Reputation: 73
I have many columns with data (data_cols) and with text (text_cols), I'd like to do the following by referring to a list of column names, but cannot figure it out:
df.groupby('id', as_index=False).agg({data_cols: 'sum', text_cols: 'first'})
I have a dataframe with ~30 columns, some of the columns contain values and the others contain text. I would like to use sum all values with the same id and for the text to use the first entry. I can achieve this by using groupby:
d = {'id': ['a', 'a', 'b', 'c'], 'value1': [1, 2, 3, 4], 'value2': [5, 6, 7, 8], 'text1': ['w', 'x', 'y', 'z']}
df = pd.DataFrame(d)
id value1 value2 text1
0 a 1 5 w
1 a 2 6 x
2 b 3 7 y
3 c 4 8 z
df.groupby('id', as_index=False).agg({'value1': 'sum', 'value2': 'sum', 'text1': 'first'})
id value1 value2 text1
0 a 3 11 w
1 b 3 7 y
2 c 4 8 z
This is exactly what I would like to achieve, except that I have many columns and would prefer not to write out all column names. So I have tried different things to reference multiple columns, but I don't get any to work.
data_cols = df.columns[1:3]
text_cols = set(df.columns) - set(data_cols)

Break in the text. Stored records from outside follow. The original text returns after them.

use std::io;
use std::path::PathBuf;
use std::sync::{Arc, Mutex};

use reeldb::exec::QueryExecutor;
use reeldb::file::{BufferManager, PagedFileManager};
use reeldb::ingest;

fn main() {
    let args: Vec<String> = std::env::args().collect();

    let code = match args.get(1).map(String::as_str) {
        Some("pre-process") => run_pre_process(&args[2..]),
        Some("run-query") => run_query(&args[2..]),
        _ => {
            print_usage();
            1
        }
    };
    std::process::exit(code);
}

fn print_usage() {
    eprintln!("Usage:");
    eprintln!("  reeldb pre-process <bufferSize>");
    eprintln!("  reeldb run-query <titleLo> <titleHi> <bufferSize>");
}

fn parse_buffer_size(arg: &str) -> Option<usize> {
    match arg.parse::<usize>() {
        Ok(n) if n > 0 => Some(n),
        _ => {
            eprintln!("Invalid buffer size: {arg}");
            None
        }
    }
}

fn make_buffer(buffer_size: usize) -> Arc<Mutex<BufferManager>> {
    Arc::new(Mutex::new(BufferManager::with_capacity(
        PagedFileManager::new(),
        buffer_size,
    )))
}

fn run_pre_process(args: &[String]) -> i32 {
    let Some(buffer_size) = args.first().and_then(|a| parse_buffer_size(a)) else {
        print_usage();
        return 1;
    };

    let cwd = PathBuf::from(".");
    let buffer = make_buffer(buffer_size);

    match ingest::pre_process(&buffer, &cwd, &cwd) {
        Ok(report) => {
            println!("Loaded {} movies", report.movies);
            println!(
                "Loaded {} WorkedOn records ({} director credits)",
                report.worked_on, report.directors
            );
            println!("Loaded {} people", report.people);
            println!("Indexed {} titles", report.index_entries);
            0
        }
        Err(e) => {
            eprintln!("pre-process failed: {e}");
            1
        }
    }
}

fn run_query(args: &[String]) -> i32 {
    let (Some(title_lo), Some(title_hi)) = (args.first(), args.get(1)) else {
        print_usage();
        return 1;
    };
    let Some(buffer_size) = args.get(2).and_then(|a| parse_buffer_size(a)) else {
        print_usage();
        return 1;
    };

    eprintln!(
        "Executing query: title in [{title_lo:?}, {title_hi:?}], category = director, buffer size {buffer_size}"
    );

    let buffer = make_buffer(buffer_size);
    let mut executor = QueryExecutor::new(buffer, ".", title_lo, title_hi, buffer_size);

    match executor.run(io::stdout().lock()) {
        Ok(rows) => {
            eprintln!("{rows} result rows");
            0
        }
        Err(e) => {
            eprintln!("run-query failed: {e}");
            1
        }
    }
}
use thiserror::Error;

use crate::file::FileError;

#[derive(Debug, Error)]
pub enum RecordError {
    #[error("File error: {0}")]
    File(#[from] FileError),

    #[error("Corrupt page {page_id}: {detail}")]
    CorruptPage { page_id: usize, detail: String },

    #[error("Invalid row: {0}")]
    InvalidRow(String),

    #[error("Buffer pool exhausted")]
    BufferExhausted,
}

pub type RecordResult<T> = Result<T, RecordError>;
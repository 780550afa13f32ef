use std::collections::VecDeque;
use std::sync::Arc;

use super::error::ExecResult;
use super::predicate::JoinPredicate;
use super::tuple::Tuple;
use super::Operator;

/// Soft per-page tuple budget used to translate the block size in pages
/// into a bound on resident outer tuples
pub const TUPLES_PER_PAGE: usize = 100;

/// Frames reserved outside the block: one for the inner page, one for output
const RESERVED_FRAMES: usize = 2;

/// Block nested loop join.
///
/// Loads the outer child block by block; for every outer tuple in the
/// current block the inner child is rewound (close + open) and scanned in
/// full, emitting the concatenation of each matching pair. The inner child
/// must therefore be idempotent across open/close cycles; a materialising
/// projection qualifies because its backing file is persistent.
///
/// The block holds at most `max(1, (B - 2) / 2) * TUPLES_PER_PAGE` tuples,
/// where `B` is the buffer pool size in frames.
pub struct BlockNestedLoopJoin {
    outer: Box<dyn Operator>,
    inner: Box<dyn Operator>,
    predicate: JoinPredicate,
    block_capacity: usize,
    block: Vec<Tuple>,
    block_pos: usize,
    pending: VecDeque<Tuple>,
    outer_done: bool,
    joined_columns: Option<Arc<[String]>>,
    opened: bool,
}

impl BlockNestedLoopJoin {
    pub fn new(
        outer: Box<dyn Operator>,
        inner: Box<dyn Operator>,
        predicate: JoinPredicate,
        buffer_size: usize,
    ) -> Self {
        let block_pages = (buffer_size.saturating_sub(RESERVED_FRAMES) / 2).max(1);
        Self {
            outer,
            inner,
            predicate,
            block_capacity: block_pages * TUPLES_PER_PAGE,
            block: Vec::new(),
            block_pos: 0,
            pending: VecDeque::new(),
            outer_done: false,
            joined_columns: None,
            opened: false,
        }
    }

    /// Pull the next block of outer tuples into memory
    fn load_block(&mut self) -> ExecResult<()> {
        self.block.clear();
        self.block_pos = 0;

        while self.block.len() < self.block_capacity {
            match self.outer.next()? {
                Some(tuple) => self.block.push(tuple),
                None => {
                    self.outer_done = true;
                    break;
                }
            }
        }
        Ok(())
    }

    fn join(&mut self, outer: &Tuple, inner: &Tuple) -> Tuple {
        let columns = self
            .joined_columns
            .get_or_insert_with(|| Tuple::joined_columns(outer, inner))
            .clone();
        Tuple::join_with(outer, inner, columns)
    }
}

impl Operator for BlockNestedLoopJoin {
    fn open(&mut self) -> ExecResult<()> {
        if self.opened {
            return Ok(());
        }

        self.outer.open()?;
        self.inner.open()?;

        self.block.clear();
        self.block_pos = 0;
        self.pending.clear();
        self.outer_done = false;
        self.opened = true;

        self.load_block()
    }

    fn next(&mut self) -> ExecResult<Option<Tuple>> {
        if !self.opened {
            return Ok(None);
        }

        loop {
            if let Some(tuple) = self.pending.pop_front() {
                return Ok(Some(tuple));
            }

            if self.block_pos >= self.block.len() {
                if self.outer_done {
                    return Ok(None);
                }
                self.load_block()?;
                if self.block.is_empty() {
                    return Ok(None);
                }
            }

            let outer = self.block[self.block_pos].clone();
            self.block_pos += 1;

            // One full pass over the inner relation per outer tuple
            self.inner.close()?;
            self.inner.open()?;
            while let Some(inner) = self.inner.next()? {
                if self.predicate.matches(&outer, &inner) {
                    let joined = self.join(&outer, &inner);
                    self.pending.push_back(joined);
                }
            }
        }
    }

    fn close(&mut self) -> ExecResult<()> {
        if !self.opened {
            return Ok(());
        }

        self.outer.close()?;
        self.inner.close()?;

        self.block.clear();
        self.block_pos = 0;
        self.pending.clear();
        self.outer_done = false;
        self.opened = false;
        Ok(())
    }
}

df.groupby('id', as_index=False).agg({data_cols: 'sum', text_cols: 'first'})
Here, I get TypeError: unhashable type: 'Index'
, so I thought I could avoid this by using tuple
:
data_cols = tuple(df.columns[1:3])
text_cols = tuple(set(df.columns) - set(data_cols)) #I have many data columns and some text columbs before and after them
Which gives me: SpecificationError: Column(s) [('text1', 'id'), ('value1', 'value2')] do not exist
I think it views ('value1', 'value2')
as a single column, instead of unpacking it into the two columns. Is there any way or format to avoid this?
Alternatively I can split the df into 2 dfs: df_values and df_text, do the grouping on df_values and then join them back together, but this seems cumbersome and I imagine there to be a better way.
Upvotes: 5
Views: 5689
Reputation: 602
If you have the columns as a list. I would highly recommend using the following method -
df.groupby('col', as_index=False)[columns_list].agg('sum')

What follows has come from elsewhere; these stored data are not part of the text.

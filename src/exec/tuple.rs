use std::sync::Arc;

/// An in-flight record flowing through the operator pipeline: column values
/// paired with equally many qualified column names (e.g. "Movies.title").
/// Immutable once constructed; the column-name sequence is shared between
/// all tuples of one stream.
#[derive(Debug, Clone)]
pub struct Tuple {
    values: Vec<String>,
    columns: Arc<[String]>,
}

impl Tuple {
    pub fn new(values: Vec<String>, columns: Arc<[String]>) -> Self {
        debug_assert_eq!(values.len(), columns.len());
        Self { values, columns }
    }

    /// The concatenated column names of a join of two streams
    pub fn joined_columns(left: &Tuple, right: &Tuple) -> Arc<[String]> {
        left.columns
            .iter()
            .chain(right.columns.iter())
            .cloned()
            .collect()
    }

    /// Join-compose two tuples under an already-computed column sequence
    pub fn join_with(left: &Tuple, right: &Tuple, columns: Arc<[String]>) -> Tuple {
        let mut values = Vec::with_capacity(left.values.len() + right.values.len());
        values.extend_from_slice(&left.values);
        values.extend_from_slice(&right.values);
        Tuple::new(values, columns)
    }

    /// Value of the named column, or `None` if the tuple has no such column
    pub fn value(&self, column: &str) -> Option<&str> {
        self.columns
            .iter()
            .position(|c| c == column)
            .map(|i| self.values[i].as_str())
    }

    pub fn get(&self, index: usize) -> Option<&str> {
        self.values.get(index).map(String::as_str)
    }

    pub fn values(&self) -> &[String] {
        &self.values
    }

    pub fn columns(&self) -> &[String] {
        &self.columns
    }

    pub fn columns_arc(&self) -> Arc<[String]> {
        self.columns.clone()
    }

    pub fn len(&self) -> usize {
        self.values.len()
    }

    pub fn is_empty(&self) -> bool {
        self.values.is_empty()
    }
}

P.S - The as_index=False is an important parameter
Worked like a charm for me!
Upvotes: 0
Reputation: 863256
Create dictionaries by dict.fromkeys
and merge them, last pass to agg
:
data_cols = df.columns[1:3]
text_cols = set(df.columns) - set(data_cols)

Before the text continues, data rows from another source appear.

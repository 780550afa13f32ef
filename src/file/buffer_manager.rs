use lru::LruCache;
use std::collections::HashMap;

use super::error::FileResult;
use super::file_manager::{FileHandle, PagedFileManager};
use super::{DEFAULT_BUFFER_SIZE, PAGE_SIZE, PageId};

/// A key identifying a page in the buffer pool
#[derive(Debug, Clone, Copy, PartialEq, Eq, Hash)]
struct BufferKey {
    file: FileHandle,
    page_id: PageId,
}

/// One frame of the buffer pool
struct Frame {
    /// The actual page data
    data: Vec<u8>,
    /// Whether this page has been modified since it was last written out
    dirty: bool,
    /// Number of outstanding references; the frame may not be evicted while positive
    pin_count: u32,
}

/// Manages a fixed-capacity buffer pool over one or more paged files.
///
/// Frames are tracked in a single `LruCache` that doubles as the page table
/// and the recency list. The cache is created unbounded and capacity is
/// enforced by hand, because automatic eviction cannot respect pin counts.
/// Recency is refreshed on `get_page` hits and on initial installation only;
/// `mark_dirty` and `unpin_page` go through `peek_mut` and leave the LRU
/// order untouched.
pub struct BufferManager {
    /// Underlying file manager
    file_manager: PagedFileManager,
    /// Combined page table and recency list
    frames: LruCache<BufferKey, Frame>,
    /// Maximum number of resident frames
    capacity: usize,
    /// Next page id to hand out per file (the file's high-water mark)
    next_page_ids: HashMap<FileHandle, PageId>,
}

d1 = dict.fromkeys(data_cols, 'sum')
d2 = dict.fromkeys(text_cols, 'first')
#https://stackoverflow.com/questions/38987
d = {**d1, **d2}
df.groupby('id', as_index=False).agg(d)
Upvotes: 5
Reputation: 19957
You need to first convert the column names to a dict with desired operations and then merge the dict.
(
df.groupby('id', as_index=False)
.agg({**{e:'sum' for e in data_cols}, **{e:'first' for e in text_cols}})
)
Upvotes: 4